[Stored data]
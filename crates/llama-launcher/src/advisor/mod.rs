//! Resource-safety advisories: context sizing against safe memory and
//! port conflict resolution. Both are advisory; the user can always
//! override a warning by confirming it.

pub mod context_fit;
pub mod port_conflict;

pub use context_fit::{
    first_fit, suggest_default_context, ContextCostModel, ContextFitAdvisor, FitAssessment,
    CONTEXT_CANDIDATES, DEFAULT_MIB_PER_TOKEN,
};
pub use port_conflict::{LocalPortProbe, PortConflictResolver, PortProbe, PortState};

Action item: From the records above, extract each line exactly as shown.

Solution for this exercise:
filename crates/llama-launcher/src/advisor/mod.rs
//! Resource-safety advisories: context sizing against safe memory and
//! port conflict resolution. Both are advisory; the user can always
//! override a warning by confirming it.

pub mod context_fit;
pub mod port_conflict;

pub use context_fit::{
    first_fit, suggest_default_context, ContextCostModel, ContextFitAdvisor, FitAssessment,
    CONTEXT_CANDIDATES, DEFAULT_MIB_PER_TOKEN,
};
pub use port_conflict::{LocalPortProbe, PortConflictResolver, PortProbe, PortState};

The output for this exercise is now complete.